Last year, the Chairman and CEO, Defu Dong, purchased a total of 263,000 shares, and now owns 1/3 of the company. Pursuant to his purchases, Dong said, "I believe TechFaith is undervalued. I decided to increase my ownership based on my confidence in the Company's market position and my belief in its continued growth prospects." At the time, Techfaith's stock was trading in the $4s. This was immediately prior to the rampant fraud exposed in so many Chinese names that caused the widespread and indiscriminate selloff in the sector. I'm betting that Mr. Dong, like so many other Chinese small-cap CEOs in recent months, is seriously thinking of making a tender for the remainder of Techfaith shares.
Techfaith recently filed suit against smartphone goliath Samsung for patent infringement. As most investors are aware, patent plays have received an enormous amount of attention lately, with tons of speculative money flowing into the sector. Just recently, Vringo defeated Google, AOL, and other heavy-hitters in a highly anticipated court decision and was awarded hundreds of millions in damages. VirnetX (VHC) was just awarded $368 million in a high stakes claim against Apple. Moreover, the China Patents Committee has already acknowledged that TechFaith's mobile phone patent is effective and relevant. Does Samsung, a Korean company, really want to risk litigation in China against Techfaith on its home turf? Samsung, already suffering from a patent defeat at the hands of AAPL, may be eager to settle with Techfaith. In fact, rather than wasting weeks in court and hundreds of thousands in attorneys' fees, why not just buy the company?
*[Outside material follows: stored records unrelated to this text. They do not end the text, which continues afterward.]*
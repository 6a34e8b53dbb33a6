//! Markdown subset to HTML conversion
//!
//!     This crate turns a fixed, documented subset of Markdown into HTML. It is a pure
//!     library: it powers the md2html cli but is shell agnostic, so no code here reads
//!     files, touches std streams or looks at environment variables.
//!
//! Architecture
//!
//!     Conversion runs in two layers that compose without sharing state:
//!
//!     - The block parser (./formats/markdown/parser.rs) walks the input once, line by
//!       line. It owns all cross-line state: the pending paragraph, the open list and
//!       the open fenced code block. Finished blocks are emitted as HTML fragments at
//!       once, and the first level-1 heading becomes the document title.
//!     - The inline transformer (./formats/markdown/inline.rs) is a pure function over
//!       one block's text. It resolves code spans, emphasis and links as an ordered
//!       list of regex passes.
//!
//!     The parse result is a [`Document`]: the fragments plus the optional title. Output
//!     formats (./formats/html) render a Document to text.
//!
//!     The file structure :
//!     .
//!     ├── error.rs
//!     ├── document.rs             # Parse result handed to serializers
//!     ├── format.rs               # Format trait definition
//!     ├── registry.rs             # FormatRegistry for discovery and selection
//!     ├── common
//!     │   └── escape.rs           # HTML escaping, tag stripping
//!     ├── formats
//!     │   ├── markdown            # Input: block parser + inline transformer
//!     │   └── html                # Output: full page or body fragments
//!     └── lib.rs
//!
//! Escaping
//!
//!     Escaping is deliberately narrow: `&`, `<` and `>` are escaped in code spans, in
//!     fenced code and in the document title, and nowhere else. Every other tag in the
//!     output is produced by the converter itself. A blanket escape pass over whole
//!     lines would mangle those tags, and would double-escape entities already in the
//!     source.
//!
//! Testing
//!     tests
//!     ├── lib.rs
//!     ├── markdown                # Block and inline behavior through the public API
//!     └── html                    # Whole-document snapshots
//!
//!     Note that rust does not by default discover tests in subdirectories, so these are
//!     included through tests/lib.rs.

pub mod common;
pub mod document;
pub mod error;
pub mod format;
pub mod formats;
pub mod registry;

pub use document::Document;
pub use error::FormatError;
pub use format::Format;
pub use formats::html::HtmlOptions;
pub use registry::FormatRegistry;

use formats::markdown::BlockParser;

/// Parse markdown lines (without line terminators) into a [`Document`].
///
/// Never fails. Anything that is not recognised markup ends up as paragraph text.
pub fn parse_markdown<S: AsRef<str>>(lines: &[S]) -> Document {
    BlockParser::parse(lines)
}

/// Convert markdown source to a complete HTML page using the default options.
pub fn convert(source: &str) -> String {
    convert_with_options(source, &HtmlOptions::default())
}

/// Convert markdown source to a complete HTML page.
pub fn convert_with_options(source: &str, options: &HtmlOptions) -> String {
    let lines: Vec<&str> = source.lines().collect();
    let doc = parse_markdown(&lines);
    formats::html::serialize_to_html(&doc, options)
}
Offer a 400% premium to the current share price, and Samsung would be getting Techfaith's entire business and patent portfolio for free!
Too Good to be True?
A company with close to $4.50/share in the bank, trading at around $1, with a valuable patent portfolio, large CEO stakeholder, low cash burn, trading at a fraction of sales, selling millions in Android smartphones, launching a mobile game initiative, and involved in social media, -- the cheapest stock in the world, or too good to be true? The biggest worry an investor might have is that the company is an apparition, like the now delisted RINO, CCME, or SNOFF. However, I believe this is extremely unlikely and that these concerns are unfounded for multiple reasons. First, the Chairman and CEO owns close to a third of the company. Rather than selling shares, he has been adding to his position. Secondly, the company has a relationship with Google, which does its own due diligence before licensing its Android operating system. Also, a company with skeletons in the closet is unlikely to pursue claims against a behemoth like Samsung, as those skeletons would surely be exposed during negotiations, discovery, or in the courtroom. Additionally, famous short seller Zack Buckley recently stated at the Value Investing Conference that shorting Chinese frauds has been "played out", i.e. most of them have already been identified and delisted. Finally, China Techfaith was not an RTO like so many of the delisted Chinese companies; the lead banker for its IPO was tier-1 firm Merrill Lynch.
So, in conclusion, rather than "too good to be true," I proclaim China Techfaith to be "the cheapest stock in the world."